The approach has included interviews, a desk review, focus group discussions and a detailed review of the UNICEF and EU Plans of Action. During the focus group discussions with teachers, lecturers and administrators of MBSSE and MTHE held on the 19th and 21st of February, four key issues were explored:

  1. Why after decades of intervention to promote women's and girls' access to education, is progress on gender equality and equity in the education sector still a challenge?
  2. Is there a link between child abuse, SGBV, adolescence pregnancy and girls' educational attainment? 
  3. merging trends and innovative approaches in promoting gender equality and equity in the education section, including at the administrative and decision-making levels.
  4. How can technology be exploited to promote women's and girls' access to education, especially at the Tertiary and higher education levels; and at the administrative and decision-making levels?

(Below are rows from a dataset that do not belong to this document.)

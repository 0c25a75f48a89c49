//! # SWIFT MT103 Processor
//!
//! Queue-driven processing service for SWIFT MT103 (Single Customer Credit
//! Transfer) messages: type-safe parsing, syntactic and compliance
//! validation, idempotent persistence, dead-letter routing, and a
//! file-based control plane.
//!
//! ## Features
//! - **Type-safe parsing** with dedicated field structures
//! - **Two validation passes**: SWIFT syntax rules and business compliance
//!   with a pluggable sanctions hook
//! - **Pluggable queues**: in-memory for development, HTTPS broker for
//!   production, with at-least-once delivery tolerated end to end
//! - **Operational plane**: atomic status publication, lifecycle commands,
//!   synthetic test traffic
//!
//! ## Quick Start
//! ```rust
//! use swift_processor::parser::SwiftParser;
//!
//! # fn main() -> swift_processor::Result<()> {
//! let raw = "{1:F01BANKDEFFAXXX0123456789}{2:I103BANKBEBBAXXXN}{4:\n:20:REF1\n:23B:CRED\n:32A:241215EUR1000,00\n:50K:ALICE\n:59:/87654321\nBOB\n2 OAK AVE\n-}";
//! let parsed = SwiftParser::parse_auto(raw)?;
//! assert_eq!(parsed.message_type(), "103");
//! # Ok(())
//! # }
//! ```

pub mod config;
pub mod errors;
pub mod fields;
pub mod generator;
pub mod headers;
pub mod ipc;
pub mod messages;
pub mod parsed_message;
pub mod parser;
pub mod pipeline;
pub mod queue;
pub mod repository;
pub mod runtime;
pub mod state;
pub mod swift_message;
pub mod tokenizer;
pub mod traits;
pub mod validation;

// Re-export message types
pub use messages::*;

// Re-export core types
pub use errors::{
    ConfigError, DecodingError, FramingError, IpcError, ParseError, QueueError,
    RepositoryError, Result,
};
pub use headers::{ApplicationHeader, BasicHeader};
pub use parsed_message::ParsedSwiftMessage;
pub use parser::SwiftParser;
pub use runtime::Runtime;
pub use swift_message::SwiftMessage;
pub use traits::{SwiftField, SwiftMessageBody};
//! # Field 54: Receiver's Correspondent
//!
//! Branch or correspondent at which the receiver will claim the funds.
//! Same component layout as field 53.

use super::field53::{Field53A, Field53B};
use crate::errors::{DecodingError, ParseError};
use crate::traits::SwiftField;
use serde::{Deserialize, Serialize};

/// **Field 54: Receiver's Correspondent** (options A and B)
///
/// Reuses the field 53 component structs; only the rendered tag differs.
#[derive(Debug, Clone, PartialEq, Serialize, Deserialize)]
pub enum Field54 {
    #[serde(rename = "54A")]
    A(Field53A),
    #[serde(rename = "54B")]
    B(Field53B),
}

impl Field54 {
    pub fn bic(&self) -> Option<&str> {
        match self {
            Field54::A(field) => Some(&field.bic),
            Field54::B(_) => None,
        }
    }
}

impl SwiftField for Field54 {
    fn parse(input: &str) -> Result<Self, ParseError> {
        Ok(Field54::A(Field53A::parse(input)?))
    }

    fn parse_with_option(value: &str, option: Option<&str>) -> Result<Self, ParseError> {
        match option {
            Some("A") => Ok(Field54::A(Field53A::parse(value)?)),
            Some("B") => Ok(Field54::B(Field53B::parse(value)?)),
            other => Err(DecodingError::UnsupportedOption {
                tag: "54".to_string(),
                option: other.unwrap_or("(none)").to_string(),
            }
            .into()),
        }
    }

    fn to_swift_string(&self) -> String {
        // Re-tag the field 53 rendering
        match self {
            Field54::A(field) => field.to_swift_string().replacen(":53A:", ":54A:", 1),
            Field54::B(field) => field.to_swift_string().replacen(":53B:", ":54B:", 1),
        }
    }

    fn option_letter(&self) -> Option<&'static str> {
        match self {
            Field54::A(_) => Some("A"),
            Field54::B(_) => Some("B"),
        }
    }
}
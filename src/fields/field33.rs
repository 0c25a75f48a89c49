use super::swift_utils::{format_swift_amount, split_currency_amount};
use crate::errors::ParseError;
use crate::traits::SwiftField;
use serde::{Deserialize, Serialize};

/// **Field 33B: Currency/Original Ordered Amount**
///
/// Original currency and amount as instructed, before any conversion.
///
/// **Format:** `3!a15d`
///
/// **Example:**
/// ```text
/// :33B:USD1250,00
/// ```
#[derive(Debug, Clone, PartialEq, Serialize, Deserialize)]
pub struct Field33B {
    /// ISO 4217 currency code
    pub currency: String,
    /// Original ordered amount
    pub amount: f64,
}

impl SwiftField for Field33B {
    fn parse(input: &str) -> Result<Self, ParseError> {
        let (currency, amount) = split_currency_amount(input, "Field 33B")?;
        Ok(Field33B { currency, amount })
    }

    fn to_swift_string(&self) -> String {
        format!(":33B:{}{}", self.currency, format_swift_amount(self.amount))
    }
}

#[cfg(test)]
mod tests {
    use super::*;

    #[test]
    fn test_field33b_parse() {
        let field = Field33B::parse("USD1250,00").unwrap();
        assert_eq!(field.currency, "USD");
        assert_eq!(field.amount, 1250.0);
    }

    #[test]
    fn test_field33b_too_short() {
        assert!(Field33B::parse("USD").is_err());
    }

    #[test]
    fn test_field33b_to_swift_string() {
        let field = Field33B {
            currency: "USD".to_string(),
            amount: 1250.0,
        };
        assert_eq!(field.to_swift_string(), ":33B:USD1250,00");
    }
}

Discussions revealed that poverty continues to be a major limiting factor across the board. In spite of technological advancements over the last few decades, gender stereotypes, alarming figures of sexual and gender-based violence and negative cultural norms continue to play a major role in preventing the actualization of gender parity in education. By the end of the sessions it was concluded that "the problems of women and girls have to be identified as problems impeding their advancements and so must be collectively solved through the use of the gender lens."

According to Anne Konneh the Assistant Director of the Gender Unit, MBSSE, points made during the discussions informed the development of an action plan, which was validated at a workshop held on the 28th February 2018. The document highlights, among other things, the factors that result in lower enrollment figures of girls from junior secondary levels to tertiary levels. In dealing with the major issues hindering gender parity in education, it is recommended in the document that a study be done looking into the intervention to promote women and girls' access to education from 2003 to 2017. This will present baseline data to later evaluate the Free and Quality Education Programme. It is also recommended that a study be done on the career paths available to women, in an attempt to assess women's apparent reluctance to pursue education at higher levels.

"I hope that some of the recommendations I have made will provoke thought and get people to question why after decades of intervention women and girls are still finding it difficult to get access to education, health and other critical issues," says PROMAN consultant Kadijah Bah.

The next step is the popularization of the Mainstreaming Gender Equality and Equity in Education in Sierra Leone document at national level.